Some of the highlights of the conference for me were:
- Financing options and opportunities for CBA are being brought in from all sides – e.g. international climate finance, private sector, national budgets – almost like new dresses being tried to the young ‘CBA’ bride!
- New research and learning is coming to light, at the meso, macro and micro levels, about the informal power players and structures which influence CBA in particular which impact which adaptation actions will be funded.
- Ecosystem–based adaptation approaches – this is another new entrant to the party – and how ecosystem adaptiveness and community-based adaptiveness are compatible is an interesting new debate.
- The fabulous games on experiential lobbying gave an insight on how to understand and attract/distract people who will give funding for CBA.
All this and many more. Yet the parts do not seem to add up to a neat whole. Do we have too much expectation for what CBA can deliver? The annual gathering of CBA practitioners is now in its 8th year, has significant progress been made?
My first confusion lies in the fact that climate change is being treated with kid gloves, almost like a holy cow or something precious that should be treated with utmost care. If climate change and CBA remain isolated and not mainstreamed within other sectors, disciplines, fields, conversations including within business, academia, markets, trade and civil society – then it could continue to be perceived as something which only concerns scientists and negotiators.
What was missing during the conference was the utterance of the word “politics”. Governance was mentioned – but if there is no political buy-in, local financing of CBA in the long run will remain a distant dream.
The second thing that has kept me confused since the conference is the discussions on ecosystem services and the linkage of upstream and downstream. From our experience in India, communities that go up on the ‘wealth ladder’ are less adaptive, and less in tune with and sensitive to their environmental impact. For example, downstream communities who are rich refuse to believe in and pay for upstream softer ecological footprints and better aquifer recharge. Though they become less vulnerable, they lose adaptability. How I wish we had evidence–based research to show this trend. Communities who bear the brunt of climate change most, being the most vulnerable are also the most adaptive. We from outside, from safe surroundings and safety nets, have to use observational science, indigenous knowledge and information to track, research, document, analyse this trend and hopefully give a voice and make a case.
My last area of confusion is around the role and need for the private sector in local adaptation financing. There was a brilliant session at the conference on this question with good strong voices and experiences. But how to make the private sector accountable? It is my experience that governments often trust the private sector more than civil society organisations (CSOs) – why? In many countries, the level of scrutiny over CSOs has increased, which it hasn’t for private sector activities. Perhaps because they bring in more money. Civil society is interested in social change, and many Governments want to track and monitor this. But actually, the private sector also has a fundamental impact on our society.

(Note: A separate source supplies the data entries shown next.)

fn handle_list_key(state: &mut AppState, key: KeyEvent) -> Vec<Command> {
    match key.code {
        KeyCode::Up | KeyCode::Char('k') => {
            state.cursor = state.cursor.saturating_sub(1);
        }
        KeyCode::Down | KeyCode::Char('j') => {
            if state.cursor + 1 < state.rows.len() {
                state.cursor += 1;
            }
        }
        KeyCode::Home => state.cursor = 0,
        KeyCode::End => state.cursor = state.rows.len().saturating_sub(1),
        KeyCode::Char('s') | KeyCode::Enter => return start_selected(state),
        KeyCode::Char('x') => return stop_selected(state),
        KeyCode::Char(' ') => {
            let startable = state
                .selected()
                .map(|row| row.state.status.can_start())
                .unwrap_or(false);
            return if startable {
                start_selected(state)
            } else {
                stop_selected(state)
            };
        }
        KeyCode::Char('a') => {
            let ids: Vec<TunnelId> = state.rows.iter().map(|r| r.spec.id.clone()).collect();
            let commands: Vec<Command> =
                ids.iter().filter_map(|id| state.request_start(id)).collect();
            state.info(format!("Starting {} tunnel(s)", commands.len()));
            return commands;
        }
        KeyCode::Char('X') => {
            let ids: Vec<TunnelId> = state.rows.iter().map(|r| r.spec.id.clone()).collect();
            let commands: Vec<Command> =
                ids.iter().filter_map(|id| state.request_stop(id)).collect();
            state.info(format!("Stopping {} tunnel(s)", commands.len()));
            return commands;
        }
        KeyCode::Char('n') => {
            if refuse_while_saving(state) {
                return Vec::new();
            }
            state.form = Some(EditForm::new_tunnel());
            state.mode = Mode::Form;
        }
        KeyCode::Char('e') => {
            if refuse_while_saving(state) {
                return Vec::new();
            }
            if let Some(row) = state.selected() {
                state.form = Some(EditForm::from_spec(&row.spec));
                state.mode = Mode::Form;
            }
        }
        KeyCode::Char('d') => {
            if refuse_while_saving(state) {
                return Vec::new();
            }
            if let Some(row) = state.selected() {
                let id = row.spec.id.clone();
                let name = row.spec.name.clone();
                if row.state.status.can_start() && !state.pending.contains_key(&id) {
                    state.mode = Mode::ConfirmDelete(id);
                } else {
                    state.error(format!("Stop {} before deleting it", name));
                }
            }
        }
        KeyCode::Char('?') => state.mode = Mode::Help,
        KeyCode::Char('q') => return begin_quit(state),
        _ => {}
    }
    Vec::new()
}

fn refuse_while_saving(state: &mut AppState) -> bool {
    if state.persist_in_flight() {
        state.error("Still saving the previous change; try again in a moment");
        true
    } else {
        false
    }
}

fn start_selected(state: &mut AppState) -> Vec<Command> {
    let Some(row) = state.selected() else {
        return Vec::new();
    };
    let id = row.spec.id.clone();
    let name = row.spec.name.clone();
    let status = row.state.status;

    if state.pending.contains_key(&id) {
        return Vec::new();
    }
    if !status.can_start() {
        state.info(format!("{} is already {}", name, status));
        return Vec::new();
    }
    state.request_start(&id).into_iter().collect()
}

fn stop_selected(state: &mut AppState) -> Vec<Command> {
    let Some(row) = state.selected() else {
        return Vec::new();
    };
    let id = row.spec.id.clone();
    let name = row.spec.name.clone();
    let status = row.state.status;

    if state.pending.contains_key(&id) {
        return Vec::new();
    }
    if !status.can_stop() {
        state.info(format!("{} is not running", name));
        return Vec::new();
    }
    state.request_stop(&id).into_iter().collect()
}

fn handle_form_key(state: &mut AppState, key: KeyEvent) -> Vec<Command> {
    let Some(form) = state.form.as_mut() else {
        state.mode = Mode::List;
        return Vec::new();
    };

    match key.code {
        KeyCode::Tab | KeyCode::Down => form.next_field(),
        KeyCode::BackTab | KeyCode::Up => form.prev_field(),
        KeyCode::Backspace => form.backspace(),
        KeyCode::Esc => {
            state.form = None;
            state.mode = Mode::List;
        }
        KeyCode::Enter => return save_form(state),
        KeyCode::Char(c)
            if !key
                .modifiers
                .intersects(KeyModifiers::CONTROL | KeyModifiers::ALT) =>
        {
            form.insert(c)
        }
        _ => {}
    }
    Vec::new()
}

fn save_form(state: &mut AppState) -> Vec<Command> {
    let Some(form) = state.form.as_ref() else {
        return Vec::new();
    };
    if state.persist.is_some() {
        state.error("Still saving the previous change; try again in a moment");
        return Vec::new();
    }

    let editing = form.editing().cloned();
    let others: Vec<TunnelSpec> = state
        .rows
        .iter()
        .filter(|row| Some(&row.spec.id) != editing.as_ref())
        .map(|row| row.spec.clone())
        .collect();

    let spec = match form.build(&others) {
        Ok(spec) => spec,
        Err(e) => {
            if let Some(form) = state.form.as_mut() {
                form.error = Some(e);
            }
            return Vec::new();
        }
    };

    let previous = state.rows.clone();
    let id = spec.id.clone();
    let exposed = (!is_loopback_address(&spec.bind_address)).then(|| spec.local_endpoint());

    let op = match editing {
        Some(editing) => {
            let Some(row) = state.row_mut(&editing) else {
                state.error("Tunnel disappeared while editing");
                state.form = None;
                state.mode = Mode::List;
                return Vec::new();
            };
            let running = !row.state.status.can_start();
            row.spec = spec;
            if running {
                state.info("Saved; changes apply on next start");
            } else {
                state.info("Saved");
            }
            PersistOp::Update(id)
        }
        None => {
            state.rows.push(TunnelRow::new(spec));
            state.cursor = state.rows.len() - 1;
            state.info("Created");
            PersistOp::Create(id)
        }
    };

    if let Some(endpoint) = exposed {
        state.info(format!(
            "Saved; {} is reachable from other hosts",
            endpoint
        ));
    }

    state.form = None;
    state.mode = Mode::List;
    state.persist = Some(InFlightPersist {
        op: op.clone(),
        previous,
    });
    vec![Command::Persist {
        op,
        tunnels: state.specs(),
    }]
}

What happens if the private sector comes into the community for profit-making purposes and makes a quick buck, but does not stay for the long term? I am told that large businesses are not interested in people and environment, and only a few medium and small scale companies invest in this stuff. A partnership between the private sector and civil society is possible, and could even be a good mix of cultures and skills. But, it can’t be based on profit-making mentality. It has to be for a passion that goes beyond money. A two-way exchange of lifestyle thoughts and livelihood strategies that goes beyond climate change and corporate social responsibility.
Ultimately we need to simplify, and break the current walls of subject ownership and fiefdoms around CBA and climate change itself. Then climate change can be dealt with using mainstream actions and ideas. My message to the community of practice on CBA: Keep it simple!